Our Broken Social Contract - NYTimes.com:
"If these trends continue, and most evidence suggests they will, one of the central ironies of the Obama years will be that a Democratic administration committed to pushing back against the unjust distribution of resources and to the promotion of morally cohesive communities will in fact have overseen an eight-year period of social disintegration, inequality and rising self-preoccupation."

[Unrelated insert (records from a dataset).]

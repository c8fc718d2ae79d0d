//! Image reference parsing.
//!
//! Splits references like `registry.example.com/ns/repo:v2` into a name and
//! a tag or digest. Unlike a registry client, the name is kept exactly as
//! written: the runtime resolves short names itself, and commits must land
//! under the literal reference the volume was created with.

use imagefs_core::error::{ImagefsError, Result};

/// Tag used when a reference carries neither tag nor digest.
pub const DEFAULT_TAG: &str = "latest";

/// Parsed image reference.
#[derive(Debug, Clone, PartialEq, Eq)]
pub struct ImageReference {
    /// Name as written, without tag or digest (e.g. "registry.example.com/ns/repo")
    pub name: String,
    /// Tag (e.g. "v2")
    pub tag: Option<String>,
    /// Digest (e.g. "sha256:abc123...")
    pub digest: Option<String>,
}

impl ImageReference {
    /// Parse an image reference string.
    ///
    /// Supports formats:
    /// - `img` / `img:base`
    /// - `ns/repo:tag`
    /// - `registry.example.com:5000/ns/repo`
    /// - `registry.example.com/ns/repo@sha256:abc...`
    pub fn parse(reference: &str) -> Result<Self> {
        let reference = reference.trim();
        if reference.is_empty() {
            return Err(ImagefsError::InvalidArgument(
                "empty image reference".to_string(),
            ));
        }
        if reference.chars().any(char::is_whitespace) {
            return Err(ImagefsError::InvalidArgument(format!(
                "image reference '{}' contains whitespace",
                reference
            )));
        }

        let (name_tag, digest) = match reference.rsplit_once('@') {
            Some((name_tag, digest)) => {
                if !digest.contains(':') {
                    return Err(ImagefsError::InvalidArgument(format!(
                        "invalid digest in reference '{}': expected algorithm:hex",
                        reference
                    )));
                }
                (name_tag, Some(digest.to_string()))
            }
            None => (reference, None),
        };

        // A tag colon can only appear after the last slash; earlier colons
        // belong to a registry port.
        let last_segment_start = name_tag.rfind('/').map(|pos| pos + 1).unwrap_or(0);
        let (name, tag) = match name_tag[last_segment_start..].rfind(':') {
            Some(colon) => {
                let split = last_segment_start + colon;
                (&name_tag[..split], Some(name_tag[split + 1..].to_string()))
            }
            None => (name_tag, None),
        };

        if name.is_empty() || name.split('/').any(str::is_empty) {
            return Err(ImagefsError::InvalidArgument(format!(
                "invalid repository name in reference '{}'",
                reference
            )));
        }
        if matches!(tag.as_deref(), Some("")) {
            return Err(ImagefsError::InvalidArgument(format!(
                "empty tag in reference '{}'",
                reference
            )));
        }

        Ok(ImageReference {
            name: name.to_string(),
            tag,
            digest,
        })
    }

    /// Path segments of the name (`registry.example.com/ns/repo` has three).
    pub fn segments(&self) -> usize {
        self.name.split('/').count()
    }

    /// Whether the reference names a remote registry path
    /// (`registry/namespace/repository`), which is what gets published.
    pub fn is_registry_path(&self) -> bool {
        self.segments() == 3
    }

    /// Tag to use for runtime calls that need one.
    pub fn tag_or_default(&self) -> &str {
        self.tag.as_deref().unwrap_or(DEFAULT_TAG)
    }

    /// Reference in the form the runtime pulls from: digests are pinned,
    /// otherwise `name` and the tag are passed separately.
    pub fn pull_name(&self) -> String {
        match self.digest {
            Some(ref digest) => format!("{}@{}", self.name, digest),
            None => self.name.clone(),
        }
    }

    /// Get the full reference string.
    pub fn full_reference(&self) -> String {
        let mut s = self.name.clone();
        if let Some(ref tag) = self.tag {
            s.push(':');
            s.push_str(tag);
        }
        if let Some(ref digest) = self.digest {
            s.push('@');
            s.push_str(digest);
        }
        s
    }
}

impl std::fmt::Display for ImageReference {
    fn fmt(&self, f: &mut std::fmt::Formatter<'_>) -> std::fmt::Result {
        write!(f, "{}", self.full_reference())
    }
}
//! Platform selectors (`os/arch[/variant]`).

use imagefs_core::error::{ImagefsError, Result};

/// Minimum runtime API version that accepts a platform on pull and create.
pub const PLATFORM_MIN_API: (usize, usize) = (1, 41);

/// Target platform for image resolution.
#[derive(Debug, Clone, PartialEq, Eq)]
pub struct Platform {
    pub os: String,
    pub architecture: String,
    pub variant: Option<String>,
}

impl Platform {
    pub fn parse(spec: &str) -> Result<Self> {
        let parts: Vec<&str> = spec.trim().split('/').collect();
        let valid = |s: &&str| {
            !s.is_empty()
                && s.chars()
                    .all(|c| c.is_ascii_alphanumeric() || c == '_' || c == '-')
        };

        match parts.as_slice() {
            [os, arch] if valid(os) && valid(arch) => Ok(Self {
                os: os.to_ascii_lowercase(),
                architecture: arch.to_ascii_lowercase(),
                variant: None,
            }),
            [os, arch, variant] if valid(os) && valid(arch) && valid(variant) => Ok(Self {
                os: os.to_ascii_lowercase(),
                architecture: arch.to_ascii_lowercase(),
                variant: Some(variant.to_ascii_lowercase()),
            }),
            _ => Err(ImagefsError::InvalidArgument(format!(
                "invalid platform '{}': expected os/arch[/variant]",
                spec
            ))),
        }
    }
}

impl std::fmt::Display for Platform {
    fn fmt(&self, f: &mut std::fmt::Formatter<'_>) -> std::fmt::Result {
        write!(f, "{}/{}", self.os, self.architecture)?;
        if let Some(ref variant) = self.variant {
            write!(f, "/{}", variant)?;
        }
        Ok(())
    }
}

/// Whether a negotiated `major.minor` API version accepts platforms.
pub fn api_supports_platform(major: usize, minor: usize) -> bool {
    (major, minor) >= PLATFORM_MIN_API
}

I strongly recommend reading the commentary by David Brooks, The Solitary Leaker, in the New York Times dated June 10, 2013. Brooks provides thoughtful insights into why Snowden acted as he did and the deeper societal problems spotlighted by his actions.


June 9, 2013

TINPOTI: Privacy and Anonymity Have Long Since Disappeared

For more than 10 years I have maintained there is no privacy on the Internet. When a person chooses to enter the electronic age, expectations of privacy and anonymity disappear. Yet Americans want to believe otherwise and politicians yammer and stammer, but have little or no control over metadata, thinking that passing laws to restrict access to the content of communications will insure privacy. NOT!
TINPOTI = There Is No Privacy On The Internet
"United States laws restrict wiretapping and eavesdropping on the actual content of the communications of American citizens but offer very little protection to the digital data thrown off by the telephone when a call is made. And they offer virtually no protection to other forms of non-telephone-related data like credit card transactions.
Because of smartphones, tablets, social media sites, e-mail and other forms of digital communications, the world creates 2.5 quintillion bytes of new data daily, according to I.B.M.
The company estimates that 90 percent of the data that now exists in the world has been created in just the last two years. From now until 2020, the digital universe is expected to double every two years, according to a study by the International Data Corporation.
Accompanying that explosive growth has been rapid progress in the ability to sift through the information.
When separate streams of data are integrated into large databases — matching, for example, time and location data from cellphones with credit card purchases or E-ZPass use — intelligence analysts are given a mosaic of a person’s life that would never be available from simply listening to their conversations. Just four data points about the location and time of a mobile phone call, a study published in Nature found, make it possible to identify the caller 95 percent of the time."